One consistent talking point Lincoln has maintained is that she will not agree to anything that does not put Arkansans first. However, it’s difficult not to notice the political gamesmanship that is being played out on the news.
Several weekends ago, everyone anxiously awaited Lincoln’s vote on the first major health care hurdle for the Senate — the procedural motion to move Majority Leader Harry Reid’s health-care bill to the Senate floor. With 59 votes securely lined up and 60 votes needed, all eyes were on Lincoln as she took to the Senate floor.
“I will vote for cloture on the motion to proceed on this bill,” declared Lincoln, who added, “I will not vote in favor of the proposal that has been introduced by Leader Reid.”

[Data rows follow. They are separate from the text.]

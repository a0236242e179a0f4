//! Core type system and error handling for patchscan
//!
//! This crate provides the foundational types shared by every patchscan crate:
//!
//! - **Error handling**: a single error taxonomy that keeps cancellation
//!   distinguishable from genuine failures
//! - **Data model**: manifest entries, cache entries, content hashes and
//!   Windows-style file times
//! - **Installation configuration**: where the game lives and which
//!   exemption rules are active
//! - **Collaborator traits**: the manifest source, cache store and
//!   large-address-aware detector consumed by the comparison engine
//!
//! # Features
//!
//! - `std` (default): Enable standard library features
//! - `async`: Enable the async manifest source trait and cancellation tokens
//! - `serde`: Enable serialization support
//!
//! # Examples
//!
//! ```rust
//! use patchscan_types::{CacheEntry, ContentHash, FileTime, ManifestEntry};
//!
//! let entry = ManifestEntry::new("data/win32/abc.pat", "H1", 1024);
//! let cached = CacheEntry::new("H1", FileTime::from_ticks(42));
//!
//! assert_eq!(entry.hash, cached.hash);
//! assert_eq!(entry.file_name(), "abc");
//! assert_eq!(cached.hash, ContentHash::new("H1"));
//! ```

#![deny(missing_docs)]
#![warn(clippy::all, clippy::pedantic, clippy::nursery)]
#![allow(clippy::module_name_repetitions)]

pub mod config;
pub mod error;
pub mod result;
pub mod traits;
pub mod types;

// Re-export commonly used types
pub use config::{DownloadConfig, InstallConfig, WorkerCount};
pub use error::{Error, ErrorKind, ErrorSeverity};
pub use result::Result;
pub use traits::*;
pub use types::*;
//! Terminal progress display driven by the checker's progress handle

use indicatif::{ProgressBar, ProgressStyle};
use patchscan_compare::{ComparePhase, ProgressHandle, ProgressSnapshot};
use std::time::Duration;
use tokio::task::JoinHandle;
use tokio_util::sync::CancellationToken;
use tracing::warn;

const BAR_LENGTH: u64 = 1000;

/// Polls a [`ProgressHandle`] and renders it as a spinner or a bar
pub struct ProgressDisplay {
    stop: CancellationToken,
    task: Option<JoinHandle<()>>,
}

impl ProgressDisplay {
    /// Start polling; a quiet display renders nothing
    pub fn start(handle: ProgressHandle, quiet: bool, refresh: Duration) -> Self {
        let stop = CancellationToken::new();
        if quiet {
            return Self { stop, task: None };
        }

        let bar = ProgressBar::new(BAR_LENGTH);
        bar.enable_steady_tick(Duration::from_millis(100));

        let token = stop.clone();
        let task = tokio::spawn(async move {
            let mut determinate = None;
            let mut ticker = tokio::time::interval(refresh);
            loop {
                tokio::select! {
                    () = token.cancelled() => break,
                    _ = ticker.tick() => {
                        render(&bar, &handle.snapshot(), &mut determinate);
                    }
                }
            }
            render(&bar, &handle.snapshot(), &mut determinate);
            bar.finish_and_clear();
        });

        Self {
            stop,
            task: Some(task),
        }
    }

    /// Stop polling and clear the display
    pub async fn finish(mut self) {
        self.stop.cancel();
        if let Some(task) = self.task.take() {
            if let Err(e) = task.await {
                warn!("Progress display ended abnormally: {}", e);
            }
        }
    }
}

fn render(bar: &ProgressBar, snapshot: &ProgressSnapshot, determinate: &mut Option<bool>) {
    let wants_bar = !snapshot.is_indeterminate;
    if *determinate != Some(wants_bar) {
        bar.set_style(if wants_bar { bar_style() } else { spinner_style() });
        *determinate = Some(wants_bar);
    }

    bar.set_message(phase_label(snapshot.phase));
    if wants_bar {
        bar.set_position(position(snapshot.progress));
    }
}

fn position(progress: f64) -> u64 {
    (progress.clamp(0.0, 1.0) * BAR_LENGTH as f64).round() as u64
}

fn bar_style() -> ProgressStyle {
    ProgressStyle::default_bar()
        .template("{spinner:.green} {msg} [{wide_bar:.cyan/blue}] {percent}%")
        .unwrap_or_else(|_| ProgressStyle::default_bar())
        .progress_chars("█▉▊▋▌▍▎▏  ")
}

fn spinner_style() -> ProgressStyle {
    ProgressStyle::default_spinner()
        .template("{spinner:.green} {msg}")
        .unwrap_or_else(|_| ProgressStyle::default_spinner())
}

/// Human label for a phase
pub fn phase_label(phase: ComparePhase) -> &'static str {
    match phase {
        ComparePhase::Idle => "Waiting...",
        ComparePhase::FetchingManifest => "Fetching manifest...",
        ComparePhase::LoadingCache => "Loading cache...",
        ComparePhase::PreScanning => "Scanning data directory...",
        ComparePhase::Comparing => "Comparing files...",
        ComparePhase::Completed => "Done",
        ComparePhase::Cancelled => "Cancelled",
        ComparePhase::Failed => "Failed",
    }
}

Later, it came out that the drama was all for show. Lincoln intended to vote for the bill all along. Sen. Dick Durbin, D-Ill., almost let the cat out of the bag to reporters the day before the vote. News came later that Lincoln confided to fellow holdout Sen. Mary Landrieu, D-La., on Friday evening that she would vote for the motion but that she wanted to the be the 60th vote.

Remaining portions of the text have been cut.